Brendon & Jean Dear Friends

We’re only a few days away from September 1st, the official first day of Spring. Though it’s easy to get carried away and think about the braais, beach days and sunburn that is on the way, we shouldn’t get ahead of ourselves just yet. At the same time, in anticipation of the fun times to come, we’ve selected a wine and dish combination this month that would be just as good inside by the fire during a late Winter storm as outside on a clear Spring evening. Perfect in unpredictable Cape Town, where “Tata ‘ma chance” refers to the weather as much as the lotto.
 
It has been busy times of late at both our restaurants, but perhaps what we’re most excited about is that after much preparation we’ve finally opened our Deli in Heritage Square. If you’re just after a quick snack or fancy yourself as a food alchemist, you’ll find some great products here, so stop by for a taste. More info on that below though!

Keep swirling,

Caveau : the cellar Tamboerskloof Syrah 2004

Having finally obtained our alcohol trading license, Caveau will be able to serve as a wine merchant as well as wine bar and deli in the New Year. At Petit Caveau you will be able to buy wines that appear on our wine list and even some that don’t! From time to time we may even be lucky enough to get our hands on something really special!!

In the mean time however, if there are any wines on our wine list that you would like to have for your own private collection but that you may be battling to find elsewhere, please do not hesitate to contact us and we shall try to source it for you.


Syrah (Shiraz) is no doubt the popular red varietal of the moment. It seems to produce exceptional wines across the various growing areas within the Cape and has become a natural choice for both winemaker and consumer. There are now plenty of quality options to choose from, but some of the best come from ‘garagiste’ producers like Kleinood farm, which produces just over a thousand cases of their Tamboerskloof Syrah.

Owners, Gerard and Libby de Villers, are residents of Tamboerskloof, hence the name, but have a dream Stellenbosch property that neighbours prime names like Waterford and Stellenzicht. Gerard is an engineer that has worked on the construction of several large wineries, thus the progression to his own wine was perhaps inevitable.
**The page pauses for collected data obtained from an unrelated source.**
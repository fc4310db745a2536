//! Conversion of raw bill-source JSON into [`BillDetails`].
//!
//! The transform is total: any JSON value produces a `BillDetails`, with
//! missing or wrongly-typed fields replaced by defaults. Both the flat shape
//! (`sponsors`, `abstract`, `url`) and the OpenStates v3 shape
//! (`sponsorships`, `abstracts`, `links`) are understood.

use serde_json::Value;

use crate::bill::{
  Action, BillDetails, Document, Jurisdiction, NO_ABSTRACT, Sponsor, Version, Vote,
  VoteCounts,
};

static NULL: Value = Value::Null;

/// Transform a bill object from the source API into [`BillDetails`].
pub fn transform(data: &Value) -> BillDetails {
  let jurisdiction = data.get("jurisdiction").unwrap_or(&NULL);

  BillDetails {
    id:              string(data, "id"),
    title:           string(data, "title"),
    identifier:      string(data, "identifier"),
    classification:  strings(data, "classification"),
    subject:         strings(data, "subject"),
    abstract_text:   abstract_text(data),
    session:         string(data, "session"),
    jurisdiction:    Jurisdiction {
      name: string(jurisdiction, "name"),
      id:   string(jurisdiction, "id"),
    },
    primary_sponsor: primary_sponsor(data),
    actions:         objects(data, "actions").map(action).collect(),
    documents:       objects(data, "documents").map(document).collect(),
    votes:           objects(data, "votes").map(vote).collect(),
    versions:        objects(data, "versions").map(version).collect(),
  }
}

/// Transform only the `versions` list of a bill object.
pub fn versions(data: &Value) -> Vec<Version> {
  objects(data, "versions").map(version).collect()
}

// ─── Field helpers ───────────────────────────────────────────────────────────

fn optional_string(v: &Value, key: &str) -> Option<String> {
  v.get(key).and_then(Value::as_str).map(str::to_owned)
}

fn string(v: &Value, key: &str) -> String {
  optional_string(v, key).unwrap_or_default()
}

fn strings(v: &Value, key: &str) -> Vec<String> {
  objects(v, key)
    .filter_map(Value::as_str)
    .map(str::to_owned)
    .collect()
}

fn objects<'a>(v: &'a Value, key: &str) -> impl Iterator<Item = &'a Value> {
  v.get(key).and_then(Value::as_array).into_iter().flatten()
}

fn count(v: &Value) -> u32 {
  v.as_u64().map(|n| u32::try_from(n).unwrap_or(u32::MAX)).unwrap_or(0)
}

/// `url`, or the first entry of a v3 `links` list.
fn link_url(v: &Value) -> String {
  optional_string(v, "url")
    .or_else(|| {
      objects(v, "links")
        .next()
        .and_then(|link| optional_string(link, "url"))
    })
    .unwrap_or_default()
}

// ─── Parts ───────────────────────────────────────────────────────────────────

fn abstract_text(data: &Value) -> String {
  optional_string(data, "abstract")
    .or_else(|| {
      objects(data, "abstracts")
        .next()
        .and_then(|a| optional_string(a, "abstract"))
    })
    .unwrap_or_else(|| NO_ABSTRACT.to_owned())
}

fn primary_sponsor(data: &Value) -> Option<Sponsor> {
  let sponsor = objects(data, "sponsors")
    .next()
    .or_else(|| objects(data, "sponsorships").next())?;

  let person = sponsor.get("person").unwrap_or(&NULL);
  Some(Sponsor {
    name: optional_string(sponsor, "name").unwrap_or_else(|| string(person, "name")),
    id:   optional_string(person, "id").unwrap_or_else(|| string(sponsor, "id")),
  })
}

fn action(v: &Value) -> Action {
  Action {
    date:           string(v, "date"),
    description:    string(v, "description"),
    classification: strings(v, "classification"),
  }
}

fn document(v: &Value) -> Document {
  Document { url: link_url(v), note: string(v, "note") }
}

fn vote(v: &Value) -> Vote {
  Vote {
    date:   optional_string(v, "date")
      .or_else(|| optional_string(v, "start_date"))
      .unwrap_or_default(),
    result: string(v, "result"),
    counts: vote_counts(v.get("counts").unwrap_or(&NULL)),
  }
}

fn vote_counts(v: &Value) -> VoteCounts {
  match v {
    Value::Object(_) => VoteCounts {
      yes:     v.get("yes").map(count).unwrap_or(0),
      no:      v.get("no").map(count).unwrap_or(0),
      abstain: v.get("abstain").map(count).unwrap_or(0),
    },
    // v3 shape: [{ "option": "yes", "value": 12 }, ...]
    Value::Array(items) => items.iter().fold(VoteCounts::default(), |mut acc, item| {
      let value = item.get("value").map(count).unwrap_or(0);
      match item.get("option").and_then(Value::as_str) {
        Some("yes") => acc.yes = acc.yes.saturating_add(value),
        Some("no") => acc.no = acc.no.saturating_add(value),
        Some("abstain") => acc.abstain = acc.abstain.saturating_add(value),
        _ => {}
      }
      acc
    }),
    _ => VoteCounts::default(),
  }
}

fn version(v: &Value) -> Version {
  Version {
    url:  link_url(v),
    note: string(v, "note"),
    date: optional_string(v, "date"),
  }
}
This Syrah is a superb example of a wine that balances ripe, berry flavours with firm acidity and tannins. There is also a small percentage of Viognier in the wine, which is fermented along with the Syrah as it helps develop desirable floral aromas. The wine spends 14 months in French and American oak to develop flavours and structure. Though quite robust and peppery, it has a soft, refined mouthfeel that makes it difficult to stop at one glass.

Jean’s Thoughts
When the most prolific South African builder of wineries bought his own… results have to happen. Well this Syrah (besides the name) just did that. Only his second vintage but expectation-rich…  Tannin, fruit, acidity –you name it, everything is there, even value for money.

Brendon’s Thoughts
A favourite drinking Syrah of mine, this garagiste wine has proved to be a favourite amongst the regulars. A superbly structured wine, and I love the label.

At Caveau: R170.

Caveau's Friends in Wine Dukkah Rub Ostrich with Parmesan Sautéed Potatoes
pierneefLa Motte Pierneef Shiraz-Viognier 2005 (ein)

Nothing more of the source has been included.